**PROBLEM DESCRIPTION:** Each line of the data below that includes the string "utils" must be copied.

+--

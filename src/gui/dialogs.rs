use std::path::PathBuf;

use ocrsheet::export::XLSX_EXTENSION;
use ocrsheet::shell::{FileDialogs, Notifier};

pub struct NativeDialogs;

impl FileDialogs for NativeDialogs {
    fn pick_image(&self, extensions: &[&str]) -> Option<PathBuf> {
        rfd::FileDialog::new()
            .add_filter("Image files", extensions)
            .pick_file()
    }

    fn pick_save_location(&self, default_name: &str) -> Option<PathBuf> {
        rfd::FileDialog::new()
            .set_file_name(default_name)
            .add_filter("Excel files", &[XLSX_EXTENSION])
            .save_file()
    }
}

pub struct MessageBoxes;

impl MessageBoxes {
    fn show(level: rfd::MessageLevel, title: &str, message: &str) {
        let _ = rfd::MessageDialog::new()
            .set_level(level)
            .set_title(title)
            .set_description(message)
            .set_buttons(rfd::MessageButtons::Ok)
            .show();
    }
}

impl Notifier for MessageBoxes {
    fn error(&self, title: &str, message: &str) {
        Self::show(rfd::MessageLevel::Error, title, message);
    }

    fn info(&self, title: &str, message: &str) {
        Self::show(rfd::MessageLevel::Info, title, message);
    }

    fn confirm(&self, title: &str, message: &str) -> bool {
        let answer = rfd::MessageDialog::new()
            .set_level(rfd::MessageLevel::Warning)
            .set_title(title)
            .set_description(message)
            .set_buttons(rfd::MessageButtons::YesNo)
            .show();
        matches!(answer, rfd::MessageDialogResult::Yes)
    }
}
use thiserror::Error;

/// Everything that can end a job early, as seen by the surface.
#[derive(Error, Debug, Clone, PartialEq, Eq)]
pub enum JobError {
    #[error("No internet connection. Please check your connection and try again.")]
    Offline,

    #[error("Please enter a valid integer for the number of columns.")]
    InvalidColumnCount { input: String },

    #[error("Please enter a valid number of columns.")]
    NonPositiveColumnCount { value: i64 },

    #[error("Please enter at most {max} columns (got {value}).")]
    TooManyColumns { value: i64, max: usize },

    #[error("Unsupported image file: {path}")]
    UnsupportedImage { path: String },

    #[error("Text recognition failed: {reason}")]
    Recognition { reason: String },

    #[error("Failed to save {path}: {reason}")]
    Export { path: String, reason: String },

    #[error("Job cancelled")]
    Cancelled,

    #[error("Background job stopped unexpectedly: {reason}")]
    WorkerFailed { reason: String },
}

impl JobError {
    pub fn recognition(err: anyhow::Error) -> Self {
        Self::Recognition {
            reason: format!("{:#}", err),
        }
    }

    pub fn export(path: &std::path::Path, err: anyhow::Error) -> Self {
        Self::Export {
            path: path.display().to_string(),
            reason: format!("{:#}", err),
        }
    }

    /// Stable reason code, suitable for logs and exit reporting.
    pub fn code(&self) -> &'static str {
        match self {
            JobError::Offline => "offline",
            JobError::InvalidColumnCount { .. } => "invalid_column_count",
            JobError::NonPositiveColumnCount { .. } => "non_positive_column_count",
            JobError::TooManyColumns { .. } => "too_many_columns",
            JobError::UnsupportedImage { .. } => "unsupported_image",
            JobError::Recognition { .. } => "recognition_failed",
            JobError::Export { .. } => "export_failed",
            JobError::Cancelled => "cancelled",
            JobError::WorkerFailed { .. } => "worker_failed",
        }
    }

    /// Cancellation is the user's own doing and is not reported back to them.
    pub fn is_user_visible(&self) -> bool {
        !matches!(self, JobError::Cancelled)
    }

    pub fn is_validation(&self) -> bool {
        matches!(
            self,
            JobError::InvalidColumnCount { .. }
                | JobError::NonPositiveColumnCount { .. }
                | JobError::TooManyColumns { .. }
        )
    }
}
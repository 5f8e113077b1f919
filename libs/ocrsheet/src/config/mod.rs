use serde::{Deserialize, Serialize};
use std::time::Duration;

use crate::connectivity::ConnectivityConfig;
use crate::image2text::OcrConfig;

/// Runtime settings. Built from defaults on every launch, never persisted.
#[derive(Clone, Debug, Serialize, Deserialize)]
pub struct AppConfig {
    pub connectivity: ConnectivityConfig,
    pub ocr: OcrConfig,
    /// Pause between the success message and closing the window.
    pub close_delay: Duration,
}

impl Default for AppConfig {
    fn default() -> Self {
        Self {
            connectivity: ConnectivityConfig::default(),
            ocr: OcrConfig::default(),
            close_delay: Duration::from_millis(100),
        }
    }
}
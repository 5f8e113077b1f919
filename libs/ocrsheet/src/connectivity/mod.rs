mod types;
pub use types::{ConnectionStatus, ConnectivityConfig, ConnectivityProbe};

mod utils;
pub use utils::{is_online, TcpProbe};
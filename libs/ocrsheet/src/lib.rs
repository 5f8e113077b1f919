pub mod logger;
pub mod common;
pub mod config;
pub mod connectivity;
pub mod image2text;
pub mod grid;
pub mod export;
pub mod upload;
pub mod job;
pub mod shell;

+--

**EXERCISE RESULT:**
mod utils;
pub use utils::{is_online, TcpProbe};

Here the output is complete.